Rapid diagnostic thin section electron microscopy of bacterial endospores.

Emerging infectious diseases such as SARS and the bioterror attacks with anthrax spores that occurred after September 11th, 2001 have highlighted the need to be better prepared for the detection and management of infectious pathogens that threaten public health. Negative staining electron microscopy is one method used to screen environmental and clinical samples for relevant infectious pathogens. Unfortunately, bacterial endospores, like those of Bacillus anthracis, are difficult to identify using this method because of their density that prevents imaging of structural details.

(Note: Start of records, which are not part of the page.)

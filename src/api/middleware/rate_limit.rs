//! Rate limiting middleware using token bucket algorithm.

use governor::clock::QuantaInstant;
use governor::middleware::NoOpMiddleware;
use std::sync::Arc;
use tower_governor::{
    GovernorLayer, governor::GovernorConfigBuilder, key_extractor::PeerIpKeyExtractor,
};

/// Creates a rate limiter for the redirect and health endpoints.
///
/// # Limits
///
/// - **Rate**: one token every 20 ms (50 per second)
/// - **Burst**: 200 requests
///
/// Requests exceeding the limit receive `429 Too Many Requests`.
///
/// # Key Extraction
///
/// Rate limits are applied per client IP address extracted from the
/// socket peer address.
///
/// # Example
///
/// ```rust,ignore
/// let public = Router::new()
///     .route("/{code}", get(redirect_handler))
///     .layer(rate_limit::layer());
/// ```
pub fn layer() -> GovernorLayer<PeerIpKeyExtractor, NoOpMiddleware<QuantaInstant>, axum::body::Body>
{
    let governor_conf = Arc::new(
        GovernorConfigBuilder::default()
            .per_millisecond(20)
            .burst_size(200)
            .finish()
            .expect("non-zero rate limit"),
    );

    GovernorLayer::new(governor_conf)
}

/// Creates a stricter rate limiter for the authenticated `/api` routes.
///
/// # Limits
///
/// - **Rate**: one token every 200 ms (5 per second)
/// - **Burst**: 20 requests
///
/// Link creation is the only write path, so it gets the tighter budget.
///
/// # Example
///
/// ```rust,ignore
/// let api = Router::new()
///     .route("/shorten", post(shorten_handler))
///     .layer(rate_limit::secure_layer());
/// ```
pub fn secure_layer()
-> GovernorLayer<PeerIpKeyExtractor, NoOpMiddleware<QuantaInstant>, axum::body::Body> {
    let governor_conf = Arc::new(
        GovernorConfigBuilder::default()
            .per_millisecond(200)
            .burst_size(20)
            .finish()
            .expect("non-zero rate limit"),
    );

    GovernorLayer::new(governor_conf)
}
//! Short code generation and code policy.
//!
//! Codes are base62 strings of a fixed length between [`MIN_CODE_LENGTH`] and
//! [`MAX_CODE_LENGTH`]. Two strategies sit behind [`CodeGenerator`]:
//!
//! - [`RandomCodeGenerator`] - seed picks characters at random; collisions are
//!   possible and handled by the allocator's retry loop
//! - [`SequenceCodeGenerator`] - seed is a store-owned counter value encoded in
//!   base62; collision-free until the code space wraps
//!
//! Generators are pure: the same seed always yields the same code.

use rand::{Rng, SeedableRng, rngs::StdRng};
use std::fmt;
use std::str::FromStr;
use std::sync::Arc;

/// Base62 alphabet in ascending ASCII order.
pub const ALPHABET: &[u8; 62] = b"0123456789ABCDEFGHIJKLMNOPQRSTUVWXYZabcdefghijklmnopqrstuvwxyz";

pub const MIN_CODE_LENGTH: usize = 6;
pub const MAX_CODE_LENGTH: usize = 8;

/// Codes that would shadow top-level routes.
const RESERVED_CODES: &[&str] = &["health", "static"];

/// How the allocator obtains seeds for a generator.
#[derive(Debug, Clone, Copy, PartialEq, Eq)]
pub enum Strategy {
    /// Seeds come from the thread-local RNG.
    Random,
    /// Seeds come from the mapping store's counter.
    Sequence,
}

impl FromStr for Strategy {
    type Err = String;

    fn from_str(s: &str) -> Result<Self, Self::Err> {
        match s.to_ascii_lowercase().as_str() {
            "random" => Ok(Self::Random),
            "sequence" => Ok(Self::Sequence),
            other => Err(format!(
                "unknown code strategy '{}', expected 'random' or 'sequence'",
                other
            )),
        }
    }
}

impl fmt::Display for Strategy {
    fn fmt(&self, f: &mut fmt::Formatter<'_>) -> fmt::Result {
        match self {
            Self::Random => write!(f, "random"),
            Self::Sequence => write!(f, "sequence"),
        }
    }
}

/// Maps a seed to a candidate short code.
///
/// Implementations must always return a code that satisfies
/// [`is_valid_code`] and must not touch any storage.
#[cfg_attr(test, mockall::automock)]
pub trait CodeGenerator: Send + Sync {
    /// Where the allocator should draw seeds from.
    fn strategy(&self) -> Strategy;

    /// Produces the candidate code for `seed`.
    fn generate(&self, seed: u64) -> String;
}

/// Samples `length` characters from [`ALPHABET`] using an RNG seeded with `seed`.
#[derive(Debug, Clone)]
pub struct RandomCodeGenerator {
    length: usize,
}

impl RandomCodeGenerator {
    /// Creates a generator; `length` is clamped into the code policy range.
    pub fn new(length: usize) -> Self {
        Self {
            length: length.clamp(MIN_CODE_LENGTH, MAX_CODE_LENGTH),
        }
    }
}

impl CodeGenerator for RandomCodeGenerator {
    fn strategy(&self) -> Strategy {
        Strategy::Random
    }

    fn generate(&self, seed: u64) -> String {
        let mut rng = StdRng::seed_from_u64(seed);

        (0..self.length)
            .map(|_| ALPHABET[rng.random_range(0..ALPHABET.len())] as char)
            .collect()
    }
}

/// Encodes a counter value in base62, left-padded with `0` to a fixed length.
///
/// Values beyond the code space of the configured length wrap around; the
/// resulting collisions are resolved by the allocator like any other.
#[derive(Debug, Clone)]
pub struct SequenceCodeGenerator {
    length: usize,
    capacity: u64,
}

impl SequenceCodeGenerator {
    /// Creates a generator; `length` is clamped into the code policy range.
    pub fn new(length: usize) -> Self {
        let length = length.clamp(MIN_CODE_LENGTH, MAX_CODE_LENGTH);
        Self {
            length,
            capacity: 62u64.pow(length as u32),
        }
    }
}

impl CodeGenerator for SequenceCodeGenerator {
    fn strategy(&self) -> Strategy {
        Strategy::Sequence
    }

    fn generate(&self, seed: u64) -> String {
        let encoded = encode_base62(seed % self.capacity);
        format!("{:0>width$}", encoded, width = self.length)
    }
}

/// Builds the generator for a configured strategy.
pub fn build_generator(strategy: Strategy, length: usize) -> Arc<dyn CodeGenerator> {
    match strategy {
        Strategy::Random => Arc::new(RandomCodeGenerator::new(length)),
        Strategy::Sequence => Arc::new(SequenceCodeGenerator::new(length)),
    }
}

/// Encodes `n` in base62 without padding.
pub fn encode_base62(mut n: u64) -> String {
    if n == 0 {
        return "0".to_string();
    }

    let mut buf = Vec::with_capacity(11);
    while n > 0 {
        buf.push(ALPHABET[(n % 62) as usize]);
        n /= 62;
    }
    buf.reverse();

    String::from_utf8(buf).unwrap_or_default()
}

/// Returns true if `code` satisfies the alphabet and length policy.
///
/// The check accepts every policy length so that links created under a
/// different `CODE_LENGTH` keep resolving.
pub fn is_valid_code(code: &str) -> bool {
    (MIN_CODE_LENGTH..=MAX_CODE_LENGTH).contains(&code.len())
        && code.bytes().all(|b| b.is_ascii_alphanumeric())
}

/// Returns true if `code` is reserved for system routes.
pub fn is_reserved(code: &str) -> bool {
    RESERVED_CODES.contains(&code)
}

#[cfg(test)]
mod tests {
    use super::*;
    use std::collections::HashSet;

    #[test]
    fn test_alphabet_is_base62_and_unique() {
        let unique: HashSet<_> = ALPHABET.iter().collect();
        assert_eq!(unique.len(), 62);
        assert!(ALPHABET.iter().all(|b| b.is_ascii_alphanumeric()));
    }

    #[test]
    fn test_random_generator_has_configured_length() {
        for length in MIN_CODE_LENGTH..=MAX_CODE_LENGTH {
            let generator = RandomCodeGenerator::new(length);
            let code = generator.generate(42);
            assert_eq!(code.len(), length);
            assert!(is_valid_code(&code));
        }
    }

    #[test]
    fn test_random_generator_is_deterministic_per_seed() {
        let generator = RandomCodeGenerator::new(7);
        assert_eq!(generator.generate(1234), generator.generate(1234));
        assert_ne!(generator.generate(1234), generator.generate(1235));
    }

    #[test]
    fn test_random_generator_spreads_codes() {
        let generator = RandomCodeGenerator::new(7);
        let codes: HashSet<_> = (0..1000u64).map(|seed| generator.generate(seed)).collect();
        assert_eq!(codes.len(), 1000);
    }

    #[test]
    fn test_length_is_clamped_to_policy() {
        assert_eq!(RandomCodeGenerator::new(2).generate(1).len(), MIN_CODE_LENGTH);
        assert_eq!(RandomCodeGenerator::new(40).generate(1).len(), MAX_CODE_LENGTH);
        assert_eq!(SequenceCodeGenerator::new(0).generate(1).len(), MIN_CODE_LENGTH);
    }

    #[test]
    fn test_sequence_generator_pads_and_encodes() {
        let generator = SequenceCodeGenerator::new(6);
        assert_eq!(generator.generate(0), "000000");
        assert_eq!(generator.generate(1), "000001");
        assert_eq!(generator.generate(61), "00000z");
        assert_eq!(generator.generate(62), "000010");
    }

    #[test]
    fn test_sequence_generator_is_collision_free_for_distinct_seeds() {
        let generator = SequenceCodeGenerator::new(6);
        let codes: HashSet<_> = (1..5000u64).map(|seed| generator.generate(seed)).collect();
        assert_eq!(codes.len(), 4999);
    }

    #[test]
    fn test_sequence_generator_wraps_within_policy() {
        let generator = SequenceCodeGenerator::new(6);
        let capacity = 62u64.pow(6);

        let code = generator.generate(u64::MAX);
        assert!(is_valid_code(&code));
        assert_eq!(generator.generate(capacity + 5), generator.generate(5));
    }

    #[test]
    fn test_encode_base62() {
        assert_eq!(encode_base62(0), "0");
        assert_eq!(encode_base62(61), "z");
        assert_eq!(encode_base62(62), "10");
        assert_eq!(encode_base62(3843), "zz");
    }

    #[test]
    fn test_is_valid_code() {
        assert!(is_valid_code("abc123"));
        assert!(is_valid_code("AbC12345"));
        assert!(!is_valid_code("abc12"));
        assert!(!is_valid_code("abc123456"));
        assert!(!is_valid_code("abc-123"));
        assert!(!is_valid_code("abc_123"));
        assert!(!is_valid_code(""));
    }

    #[test]
    fn test_reserved_codes() {
        assert!(is_reserved("health"));
        assert!(is_reserved("static"));
        assert!(!is_reserved("abc123"));
    }

    #[test]
    fn test_strategy_parsing() {
        assert_eq!("random".parse::<Strategy>().unwrap(), Strategy::Random);
        assert_eq!("SEQUENCE".parse::<Strategy>().unwrap(), Strategy::Sequence);
        assert!("snowflake".parse::<Strategy>().is_err());
        assert_eq!(Strategy::Sequence.to_string(), "sequence");
    }

    #[test]
    fn test_build_generator_picks_strategy() {
        assert_eq!(build_generator(Strategy::Random, 7).strategy(), Strategy::Random);
        assert_eq!(
            build_generator(Strategy::Sequence, 7).strategy(),
            Strategy::Sequence
        );
    }
}
//! API route configuration.
//!
//! All API endpoints require Bearer token authentication via
//! [`crate::api::middleware::auth`].

use crate::api::handlers::{delete_link_handler, list_links_handler, shorten_handler};
use crate::state::AppState;
use axum::{
    Router,
    routing::{delete, get, post},
};

/// All API routes, protected by Bearer token authentication.
///
/// # Endpoints
///
/// - `POST   /shorten`        - Create short links (batch-capable)
/// - `GET    /links`          - List the caller's links
/// - `DELETE /links/{code}`   - Delete one of the caller's links
pub fn protected_routes() -> Router<AppState> {
    Router::new()
        .route("/shorten", post(shorten_handler))
        .route("/links", get(list_links_handler))
        .route("/links/{code}", delete(delete_link_handler))
}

Thin section electron microscopy would be an alternative method but this usually requires a few days for preparation and diagnosis. In the present paper we describe the development of a rapid thin section protocol, using mainly Bacillus subtilis spores as a model, which allows an unequivocal diagnosis of endospores within 2 h. The protocol involves chemical fixation assisted by heat or microwaves, rapid dehydration, embedding in the low-viscosity resin LR White and chemically enhanced polymerization. Structural preservation of spores is comparable to preservation after standard Epon embedding. Immunolabeling experiments using B. atrophaeus spores and a specific antibody suggest that the protocol preserves significant antigenicity for on-section immunocytochemistry and therefore offers the possibility for the strain typing of spores using specific antibodies. Further experiments with vegetative bacteria, viruses and cell cultures indicate that the rapid thin section protocol not only preserves spores but also other biological structures. Because of its universality and speed the described protocol complements negative staining electron microscopy as a front line method for the morphology-based diagnosis of pathogens in environmental and clinical samples.